Wolfville, ville de la N.-É.; pop. 4269 (recens. 2011), 3772 (recens. 2006), const. en 1893. Wolfville est située en bordure du BASSIN MINAS, à 75 km au nord-ouest de Halifax.

Wolfville, ville de la N.-É.; pop. 4269 (recens. 2011), 3772 (recens. 2006), const. en 1893. Wolfville est située en bordure du BASSIN MINAS, à 75 km au nord-ouest de Halifax. Ce site, qui faisait autrefois partie du district acadien de Les Mines, porte le nom micmac de Mtaban (terrain de capture de la boue et du poisson-chat). Les immigrants du Connecticut qui colonisent le canton d'Horton après la déportation des Acadiens (voir ACADIE) le nomment Mud Creek et Upper Horton. Son emplacement sur la route HALIFAX-ANNAPOLIS ROYAL et son havre naturel en favorisent la colonisation. En 1830, on change son nom, qui devient Wolfville, en souvenir du juge Elisha DeWolf, l'un des trois petits-cousins DeWolf qui figurent parmi les premiers à se voir octroyer des terres en 1761.

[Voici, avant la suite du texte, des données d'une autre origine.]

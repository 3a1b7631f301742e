//! JSON array persistence for stage outputs.
//!
//! Every stage loads the whole array, appends, and rewrites the file at the
//! end of a run. There is no atomic-write guarantee.

use std::{fs, io::Write, path::{Path, PathBuf}};

use serde::{de::DeserializeOwned, Serialize};

use crate::error::{FigcapError, Result};

#[derive(Debug, Clone)]
pub struct JsonStore {
    path: PathBuf,
}

impl JsonStore {
    pub fn new(path: impl Into<PathBuf>) -> Self {
        Self { path: path.into() }
    }

    pub fn path(&self) -> &Path {
        &self.path
    }

    /// Load the stored array, or an empty one if the file does not exist yet.
    pub fn load<T: DeserializeOwned>(&self) -> Result<Vec<T>> {
        if !self.path.exists() {
            return Ok(Vec::new());
        }
        self.read()
    }

    /// Load the stored array; a missing file is an error.
    pub fn read<T: DeserializeOwned>(&self) -> Result<Vec<T>> {
        let text = fs::read_to_string(&self.path).map_err(|e| FigcapError::io(&self.path, e))?;
        serde_json::from_str(&text).map_err(|e| FigcapError::Json {
            path: self.path.clone(),
            source: e,
        })
    }

    pub fn write<T: Serialize>(&self, records: &[T]) -> Result<()> {
        if let Some(parent) = self.path.parent().filter(|p| !p.as_os_str().is_empty()) {
            fs::create_dir_all(parent).map_err(|e| FigcapError::io(parent, e))?;
        }

        let mut buf = Vec::new();
        let formatter = serde_json::ser::PrettyFormatter::with_indent(b"    ");
        let mut ser = serde_json::Serializer::with_formatter(&mut buf, formatter);
        records.serialize(&mut ser).map_err(|e| FigcapError::Json {
            path: self.path.clone(),
            source: e,
        })?;

        let mut file = fs::File::create(&self.path).map_err(|e| FigcapError::io(&self.path, e))?;
        file.write_all(&buf).map_err(|e| FigcapError::io(&self.path, e))?;
        Ok(())
    }
}

#[cfg(test)]
mod tests {
    use super::*;
    use crate::record::FigureRecord;

    fn record(n: usize) -> FigureRecord {
        FigureRecord {
            figure_path: format!("figs/c/{n}.png"),
            caption: format!("caption {n}"),
            source: "src/c/main.tex".into(),
            collection_id: "c".into(),
        }
    }

    #[test]
    fn missing_file_loads_empty() {
        let dir = tempfile::tempdir().unwrap();
        let store = JsonStore::new(dir.path().join("out.json"));
        let records: Vec<FigureRecord> = store.load().unwrap();
        assert!(records.is_empty());
        assert!(store.read::<FigureRecord>().is_err());
    }

    #[test]
    fn append_across_runs_preserves_order() {
        let dir = tempfile::tempdir().unwrap();
        let store = JsonStore::new(dir.path().join("nested").join("out.json"));

        store.write(&[record(1)]).unwrap();
        let mut existing: Vec<FigureRecord> = store.load().unwrap();
        existing.push(record(2));
        store.write(&existing).unwrap();

        let reloaded: Vec<FigureRecord> = store.load().unwrap();
        assert_eq!(reloaded, vec![record(1), record(2)]);

        let text = fs::read_to_string(store.path()).unwrap();
        assert!(text.contains("\n    {"));
    }

    #[test]
    fn corrupt_file_is_reported() {
        let dir = tempfile::tempdir().unwrap();
        let path = dir.path().join("out.json");
        fs::write(&path, "[{").unwrap();
        let err = JsonStore::new(&path).load::<FigureRecord>().unwrap_err();
        assert!(matches!(err, FigcapError::Json { .. }));
    }
}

Avec le déclin des chantiers navals situés à l'est du havre, Wolfville devient une ville universitaire de style Nouvelle-Angleterre. Fondée en tant qu'académie baptiste (1828) et en tant que collège (1838), l'UNIVERSITÉ ACADIA (1891) est maintenant une institution non confessionnelle, mais étroitement associée avec la Maritime United Baptist Convention. Avec ses 50 bâtiments principaux et plus de 3200 étudiants à temps plein (1985-1986), elle est le principal employeur local et le centre culturel, politique et récréatif de la ville et des localités agricoles avoisinantes.

La United Baptist Church de Wolfville, fondée en 1765-1766 et réorganisée en simple église baptiste en 1778, est le plus ancien lieu de culte BAPTISTE au Canada. Le rythme de vie paisible de la ville y attire un grand nombre de personnes âgées et une petite colonie de marginaux. De nombreux descendants des premiers colons originaires de la Nouvelle-Angleterre habitent encore l'endroit.